• _The input_:

========

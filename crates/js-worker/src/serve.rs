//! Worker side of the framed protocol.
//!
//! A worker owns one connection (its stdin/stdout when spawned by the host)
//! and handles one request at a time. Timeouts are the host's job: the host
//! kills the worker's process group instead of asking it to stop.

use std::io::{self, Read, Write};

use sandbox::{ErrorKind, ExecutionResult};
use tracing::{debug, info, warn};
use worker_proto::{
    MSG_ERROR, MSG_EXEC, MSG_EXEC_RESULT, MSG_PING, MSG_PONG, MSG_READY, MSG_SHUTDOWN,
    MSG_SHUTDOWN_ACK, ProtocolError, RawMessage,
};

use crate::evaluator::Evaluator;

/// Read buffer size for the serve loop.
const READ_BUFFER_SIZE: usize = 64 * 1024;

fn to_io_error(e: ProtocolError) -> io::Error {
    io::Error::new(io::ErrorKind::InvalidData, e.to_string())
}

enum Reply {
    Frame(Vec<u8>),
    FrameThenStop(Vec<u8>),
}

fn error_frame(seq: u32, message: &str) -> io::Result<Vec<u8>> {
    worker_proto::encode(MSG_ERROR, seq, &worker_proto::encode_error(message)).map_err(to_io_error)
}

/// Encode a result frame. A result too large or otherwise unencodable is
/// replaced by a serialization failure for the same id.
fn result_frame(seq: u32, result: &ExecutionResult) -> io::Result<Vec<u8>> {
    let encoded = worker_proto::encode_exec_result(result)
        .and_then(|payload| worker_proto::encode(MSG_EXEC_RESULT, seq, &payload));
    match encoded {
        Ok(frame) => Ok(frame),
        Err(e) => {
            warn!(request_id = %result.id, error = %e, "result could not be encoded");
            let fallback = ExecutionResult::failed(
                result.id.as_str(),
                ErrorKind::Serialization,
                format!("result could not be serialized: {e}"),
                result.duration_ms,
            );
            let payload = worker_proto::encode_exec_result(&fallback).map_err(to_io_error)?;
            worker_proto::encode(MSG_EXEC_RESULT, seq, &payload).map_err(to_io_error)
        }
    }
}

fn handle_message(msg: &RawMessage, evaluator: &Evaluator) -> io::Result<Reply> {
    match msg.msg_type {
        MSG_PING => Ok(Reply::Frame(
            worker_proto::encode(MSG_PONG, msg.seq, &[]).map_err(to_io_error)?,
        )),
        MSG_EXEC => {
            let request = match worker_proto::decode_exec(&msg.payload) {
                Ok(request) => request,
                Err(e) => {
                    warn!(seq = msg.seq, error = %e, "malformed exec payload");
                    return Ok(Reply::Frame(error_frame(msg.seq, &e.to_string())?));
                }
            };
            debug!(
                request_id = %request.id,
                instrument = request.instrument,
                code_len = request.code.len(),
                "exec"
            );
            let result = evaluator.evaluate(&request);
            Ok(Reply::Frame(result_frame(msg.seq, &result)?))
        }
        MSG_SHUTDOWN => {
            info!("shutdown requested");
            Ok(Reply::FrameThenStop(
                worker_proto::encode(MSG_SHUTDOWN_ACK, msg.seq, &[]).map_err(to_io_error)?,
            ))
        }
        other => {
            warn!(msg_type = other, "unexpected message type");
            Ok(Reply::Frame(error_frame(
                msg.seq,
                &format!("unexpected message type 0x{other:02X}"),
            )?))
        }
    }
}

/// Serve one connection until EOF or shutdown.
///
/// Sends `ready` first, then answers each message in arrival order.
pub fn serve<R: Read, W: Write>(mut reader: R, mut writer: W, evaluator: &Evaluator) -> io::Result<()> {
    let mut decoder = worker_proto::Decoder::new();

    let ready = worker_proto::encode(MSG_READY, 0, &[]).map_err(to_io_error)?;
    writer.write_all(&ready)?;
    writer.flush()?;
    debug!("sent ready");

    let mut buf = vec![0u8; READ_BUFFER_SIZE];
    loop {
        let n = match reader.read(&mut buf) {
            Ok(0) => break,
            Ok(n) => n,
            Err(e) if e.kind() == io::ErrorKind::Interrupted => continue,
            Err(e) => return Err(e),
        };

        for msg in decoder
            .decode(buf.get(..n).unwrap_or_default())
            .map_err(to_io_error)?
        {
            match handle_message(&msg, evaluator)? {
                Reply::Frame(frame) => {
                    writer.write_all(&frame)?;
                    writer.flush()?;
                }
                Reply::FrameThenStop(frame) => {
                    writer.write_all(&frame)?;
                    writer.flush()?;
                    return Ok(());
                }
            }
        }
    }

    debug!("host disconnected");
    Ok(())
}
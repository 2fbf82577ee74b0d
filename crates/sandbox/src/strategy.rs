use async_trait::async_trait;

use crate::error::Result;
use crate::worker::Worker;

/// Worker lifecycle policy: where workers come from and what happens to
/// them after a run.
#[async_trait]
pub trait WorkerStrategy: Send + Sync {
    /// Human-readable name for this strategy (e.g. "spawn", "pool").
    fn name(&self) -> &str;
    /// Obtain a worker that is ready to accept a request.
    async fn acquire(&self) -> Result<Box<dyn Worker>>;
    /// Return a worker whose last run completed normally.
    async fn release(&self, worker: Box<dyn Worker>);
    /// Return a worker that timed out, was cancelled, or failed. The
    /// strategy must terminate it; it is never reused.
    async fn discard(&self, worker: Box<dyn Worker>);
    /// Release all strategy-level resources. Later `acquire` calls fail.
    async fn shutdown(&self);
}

========

• _About this exercise_: Go through the records and output them all, word for word.

• _Written solution_:
filename crates/js-worker/src/serve.rs
//! Worker side of the framed protocol.
//!
//! A worker owns one connection (its stdin/stdout when spawned by the host)
//! and handles one request at a time. Timeouts are the host's job: the host
//! kills the worker's process group instead of asking it to stop.

use std::io::{self, Read, Write};

use sandbox::{ErrorKind, ExecutionResult};
use tracing::{debug, info, warn};
use worker_proto::{
    MSG_ERROR, MSG_EXEC, MSG_EXEC_RESULT, MSG_PING, MSG_PONG, MSG_READY, MSG_SHUTDOWN,
    MSG_SHUTDOWN_ACK, ProtocolError, RawMessage,
};

use crate::evaluator::Evaluator;

/// Read buffer size for the serve loop.
const READ_BUFFER_SIZE: usize = 64 * 1024;

fn to_io_error(e: ProtocolError) -> io::Error {
    io::Error::new(io::ErrorKind::InvalidData, e.to_string())
}

enum Reply {
    Frame(Vec<u8>),
    FrameThenStop(Vec<u8>),
}

fn error_frame(seq: u32, message: &str) -> io::Result<Vec<u8>> {
    worker_proto::encode(MSG_ERROR, seq, &worker_proto::encode_error(message)).map_err(to_io_error)
}

/// Encode a result frame. A result too large or otherwise unencodable is
/// replaced by a serialization failure for the same id.
fn result_frame(seq: u32, result: &ExecutionResult) -> io::Result<Vec<u8>> {
    let encoded = worker_proto::encode_exec_result(result)
        .and_then(|payload| worker_proto::encode(MSG_EXEC_RESULT, seq, &payload));
    match encoded {
        Ok(frame) => Ok(frame),
        Err(e) => {
            warn!(request_id = %result.id, error = %e, "result could not be encoded");
            let fallback = ExecutionResult::failed(
                result.id.as_str(),
                ErrorKind::Serialization,
                format!("result could not be serialized: {e}"),
                result.duration_ms,
            );
            let payload = worker_proto::encode_exec_result(&fallback).map_err(to_io_error)?;
            worker_proto::encode(MSG_EXEC_RESULT, seq, &payload).map_err(to_io_error)
        }
    }
}

fn handle_message(msg: &RawMessage, evaluator: &Evaluator) -> io::Result<Reply> {
    match msg.msg_type {
        MSG_PING => Ok(Reply::Frame(
            worker_proto::encode(MSG_PONG, msg.seq, &[]).map_err(to_io_error)?,
        )),
        MSG_EXEC => {
            let request = match worker_proto::decode_exec(&msg.payload) {
                Ok(request) => request,
                Err(e) => {
                    warn!(seq = msg.seq, error = %e, "malformed exec payload");
                    return Ok(Reply::Frame(error_frame(msg.seq, &e.to_string())?));
                }
            };
            debug!(
                request_id = %request.id,
                instrument = request.instrument,
                code_len = request.code.len(),
                "exec"
            );
            let result = evaluator.evaluate(&request);
            Ok(Reply::Frame(result_frame(msg.seq, &result)?))
        }
        MSG_SHUTDOWN => {
            info!("shutdown requested");
            Ok(Reply::FrameThenStop(
                worker_proto::encode(MSG_SHUTDOWN_ACK, msg.seq, &[]).map_err(to_io_error)?,
            ))
        }
        other => {
            warn!(msg_type = other, "unexpected message type");
            Ok(Reply::Frame(error_frame(
                msg.seq,
                &format!("unexpected message type 0x{other:02X}"),
            )?))
        }
    }
}

/// Serve one connection until EOF or shutdown.
///
/// Sends `ready` first, then answers each message in arrival order.
pub fn serve<R: Read, W: Write>(mut reader: R, mut writer: W, evaluator: &Evaluator) -> io::Result<()> {
    let mut decoder = worker_proto::Decoder::new();

    let ready = worker_proto::encode(MSG_READY, 0, &[]).map_err(to_io_error)?;
    writer.write_all(&ready)?;
    writer.flush()?;
    debug!("sent ready");

    let mut buf = vec![0u8; READ_BUFFER_SIZE];
    loop {
        let n = match reader.read(&mut buf) {
            Ok(0) => break,
            Ok(n) => n,
            Err(e) if e.kind() == io::ErrorKind::Interrupted => continue,
            Err(e) => return Err(e),
        };

        for msg in decoder
            .decode(buf.get(..n).unwrap_or_default())
            .map_err(to_io_error)?
        {
            match handle_message(&msg, evaluator)? {
                Reply::Frame(frame) => {
                    writer.write_all(&frame)?;
                    writer.flush()?;
                }
                Reply::FrameThenStop(frame) => {
                    writer.write_all(&frame)?;
                    writer.flush()?;
                    return Ok(());
                }
            }
        }
    }

    debug!("host disconnected");
    Ok(())
}
repository 2fbf82577ee74b0d
filename crates/sandbox/src/strategy.rs
use async_trait::async_trait;

use crate::error::Result;
use crate::worker::Worker;

/// Worker lifecycle policy: where workers come from and what happens to
/// them after a run.
#[async_trait]
pub trait WorkerStrategy: Send + Sync {
    /// Human-readable name for this strategy (e.g. "spawn", "pool").
    fn name(&self) -> &str;
    /// Obtain a worker that is ready to accept a request.
    async fn acquire(&self) -> Result<Box<dyn Worker>>;
    /// Return a worker whose last run completed normally.
    async fn release(&self, worker: Box<dyn Worker>);
    /// Return a worker that timed out, was cancelled, or failed. The
    /// strategy must terminate it; it is never reused.
    async fn discard(&self, worker: Box<dyn Worker>);
    /// Release all strategy-level resources. Later `acquire` calls fail.
    async fn shutdown(&self);
}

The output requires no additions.